The only way the academic side of college will take control of messes like these, sadly, is if the financial risks become too high to ignore.
This victim needs to sue Baylor, refuse to settle when the school offers her million to privately do so, and shine a bright light on a mess that exists everywhere.
6. What’s the limit of second chances?
This is the biggest questionl: How do you decide who deserves a second chance? Let’s not be naive here, the reason Ukwuachu got a second chance at Baylor was because he was really good at football, so good that Baylor believed his talent outweighed his problems.
It’s easy to pile on to Baylor r– and much of the criticism is deserved — but we’re a society that rewards second and third chances to people of talent. A scholarship is, at least in some sense, a bargained for exchange. Baylor believed that Ukwuachu’s talents were significant enough to balance out the risk that he brought to bear on campus. They gambled on him and lost.
But what about all the gambles that coaches take that don’t end in felony charges? What about the success stories which never receive attention?

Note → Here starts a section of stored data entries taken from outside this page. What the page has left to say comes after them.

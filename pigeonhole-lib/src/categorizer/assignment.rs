use serde::Serialize;

use crate::{category::Category, statement::Row};

/// Rows assigned to one category
#[derive(Debug, Clone, Serialize)]
pub struct AssignedCategory {
    /// The category the rows fell in
    pub category: Category,
    /// Matched rows in source order
    pub rows: Vec<Row>,
}

/// Result of categorizing a statement
///
/// Every category in load order, matched or not, plus the count of rows no
/// category claimed.
#[derive(Debug, Clone, Default, Serialize)]
pub struct Assignment {
    pub assigned: Vec<AssignedCategory>,
    pub unmatched: usize,
}
#[cfg(test)]
mod tests;

/// Nicely format an amount with two decimal places and commas
pub fn format_amount(number: f64) -> String {
    let rounded = (number * 100.0).round() / 100.0;
    let negative = rounded < 0.0;
    let s = format!("{:.2}", rounded.abs());
    let (integer, fractional) = s.split_once('.').unwrap_or((&s, "00"));

    let mut formatted = String::new();

    // Insert commas every three digits
    let mut count = 0;
    for c in integer.chars().rev() {
        if count == 3 {
            formatted.insert(0, ',');
            count = 0;
        }
        formatted.insert(0, c);
        count += 1;
    }

    // Insert sign
    if negative {
        formatted.insert(0, '-');
    }

    // Insert decimal point and fractional part
    formatted.push('.');
    formatted.push_str(fractional);

    formatted
}
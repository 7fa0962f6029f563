use std::{
    fs::File,
    io::{BufRead, BufReader, Cursor, Read},
    path::Path,
};

use derive_more::{From, Into};
use displaydoc::Display;
use serde::Serialize;
use thiserror::Error;

/// Marker prefixing comment lines in the category config
pub const COMMENT_MARKER: &str = "//";

/// Categories used when no config file is given
const BUILTIN: &[&[&str]] = &[
    &["STARBUCKS", "COFFEE"],
    &["CHEVRON", "SHELL", "PETROL"],
    &["MAYURI", "SAFEWAY", "GROCERY"],
    &["RENT", "LEASE"],
    &["NETFLIX", "SPOTIFY"],
];

#[derive(Error, Debug, Display)]
pub enum Error {
    /// io: {0}
    Io(#[from] std::io::Error),
    /// category config line {0} has no keywords
    EmptyCategory(usize),
}

/// A spending bucket, identified by the keywords that pull expenses into it
#[derive(Debug, Clone, PartialEq, Eq, Serialize)]
pub struct Category {
    /// Keywords matched against the description column
    pub keywords: Vec<String>,
}

impl Category {
    /// Check if a description falls in this category
    ///
    /// True when the description contains any of the keywords as a
    /// substring, ignoring case.
    pub fn matches(&self, description: &str) -> bool {
        let description = description.to_uppercase();
        self.keywords
            .iter()
            .any(|keyword| description.contains(&keyword.to_uppercase()))
    }
}

/// Ordered collection of categories for a run
#[derive(Debug, Clone, Default, From, Into, Serialize)]
pub struct CategorySet {
    pub categories: Vec<Category>,
}

impl CategorySet {
    /// Create a new category set from a line-oriented config file
    pub fn from_text_file<P: AsRef<Path>>(path: P) -> Result<Self, Error> {
        Self::from_reader(File::open(path)?)
    }

    /// Create a new category set from a line-oriented config buffer
    pub fn from_text_buffer<B: AsRef<[u8]>>(buffer: B) -> Result<Self, Error> {
        Self::from_reader(Cursor::new(buffer))
    }

    /// Create a new category set from a reader
    ///
    /// One category per line, keywords comma-separated. Blank lines and
    /// lines starting with `//` are skipped. A remaining line with no
    /// keywords is rejected.
    pub fn from_reader<R: Read>(reader: R) -> Result<Self, Error> {
        let reader = BufReader::new(reader);
        let mut categories = Vec::new();
        for (index, line) in reader.lines().enumerate() {
            let line = line?;
            let line = line.trim();
            if line.is_empty() || line.starts_with(COMMENT_MARKER) {
                continue;
            }
            let keywords = line
                .split(',')
                .map(str::trim)
                .filter(|keyword| !keyword.is_empty())
                .map(String::from)
                .collect::<Vec<_>>();
            if keywords.is_empty() {
                return Err(Error::EmptyCategory(index + 1));
            }
            categories.push(Category { keywords });
        }
        Ok(Self { categories })
    }

    /// The hardcoded fallback category table
    pub fn builtin() -> Self {
        BUILTIN
            .iter()
            .map(|keywords| Category {
                keywords: keywords.iter().map(|keyword| keyword.to_string()).collect(),
            })
            .collect::<Vec<_>>()
            .into()
    }

    pub fn iter(&self) -> std::slice::Iter<'_, Category> {
        self.categories.iter()
    }

    pub fn len(&self) -> usize {
        self.categories.len()
    }

    pub fn is_empty(&self) -> bool {
        self.categories.is_empty()
    }
}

In essence, how do you decide when an athlete with past issues in his life is capable of redemption and when he isn’t? Put simply, you can never know for sure which players will save your job with their second chances, and which ones might well end up costing you that job.
And while many are focusing on Art Briles’s role in this sad case, for me this isn’t just a football story, far from it, we should all be asking what Baylor president Ken Starr knew and when he knew it.
Because this isn’t just a Baylor football scandal, this is a Baylor University scandal.